The Polish Senate recognized the crimes of Ukrainian nationalists in Volhynia genocide

The Polish Senate on Friday approved a resolution which recognizes the events in Volhynia during the Second world war, the genocide of the Polish population by Ukrainian nationalists. Earlier in Kiev has demanded that the Polish side has presented evidence of crimes.

In the Polish document, the senators urged colleagues from the Sejm (the lower house of Parliament) to support their decision and to establish July 11 as day of remembrance of the victims of the Armenian genocide by the Ukrainian nationalists.

The text of the resolution it is noted that the victims of those events were not only poles but also Jews, Armenians, Czechs and some Ukrainians who sheltered themselves persecuted.

The decision also States that occurred in the 40-ies of the last century, was not properly memorialized, and the massacre of the Polish population is not named, in accordance with historical justice, genocide.

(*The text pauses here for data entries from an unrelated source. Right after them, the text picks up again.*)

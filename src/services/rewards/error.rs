//! Reward estimation error types and handling.
//!
//! Every error here is fatal for an estimator run.

use log::error;
use std::{error::Error, fmt};

use crate::utils::CommandError;

/// Represents possible errors while estimating rewards
#[derive(Debug, Clone)]
pub enum RewardError {
	/// When the node CLI could not be queried
	QueryError(String),
	/// When a CLI response does not have the expected shape
	ParseError(String),
	/// When the queried values cannot produce a rate
	CalculationError(String),
}

impl RewardError {
	/// Formats the error message based on the error type
	fn format_message(&self) -> String {
		match self {
			RewardError::QueryError(msg) => format!("Query error: {}", msg),
			RewardError::ParseError(msg) => format!("Response parse error: {}", msg),
			RewardError::CalculationError(msg) => format!("Calculation error: {}", msg),
		}
	}

	/// Creates a new query error with logging
	pub fn query_error(msg: impl Into<String>) -> Self {
		let error = RewardError::QueryError(msg.into());
		error!("{}", error.format_message());
		error
	}

	/// Creates a new parse error with logging
	pub fn parse_error(msg: impl Into<String>) -> Self {
		let error = RewardError::ParseError(msg.into());
		error!("{}", error.format_message());
		error
	}

	/// Creates a new calculation error with logging
	pub fn calculation_error(msg: impl Into<String>) -> Self {
		let error = RewardError::CalculationError(msg.into());
		error!("{}", error.format_message());
		error
	}
}

impl fmt::Display for RewardError {
	fn fmt(&self, f: &mut fmt::Formatter<'_>) -> fmt::Result {
		write!(f, "{}", self.format_message())
	}
}

impl Error for RewardError {}

impl From<CommandError> for RewardError {
	fn from(err: CommandError) -> Self {
		Self::query_error(err.to_string())
	}
}
mod descriptor;
mod playbook;
mod rewards;

pub use descriptor::{
	ChainDescriptor, Codebase, FeeToken, Fees, GasPrice, Genesis, PeerEntry, Peers, Staking,
	StakingToken,
};
pub use playbook::{Play, PlayVars, Playbook, PlaybookProfile, Task};
pub use rewards::{
	AnnualProvisions, OutstandingRewards, PageResponse, RewardCoin, StakingPool, ValidatorInfo,
	ValidatorSet,
};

Volyn massacre called the events that began in the summer of 1943. Then the representatives of the military wing of the organization of Ukrainian nationalists (OUN), the Ukrainian insurgent army (the UPA, the organization banned in Russia) began to systematically attack the settlements in which lived mostly ethnic poles.

According to various sources, the victims of Ukrainian nationalists were from 30 to 100 thousand people. Poles, in turn, carried out a reciprocal retaliation, destroying the population of Ukrainian villages.

Today, the Volyn massacre remains one of the most painful issues in the relationship between Poland and Ukraine.

In mid-June, Deputy Prime Minister of Ukraine for European integration Ivanna klympush-Tsintsadze said that Kiev will bring Warsaw apologies for those events only in the case if Poland would provide evidence against the head of the UPA Roman Shukhevych.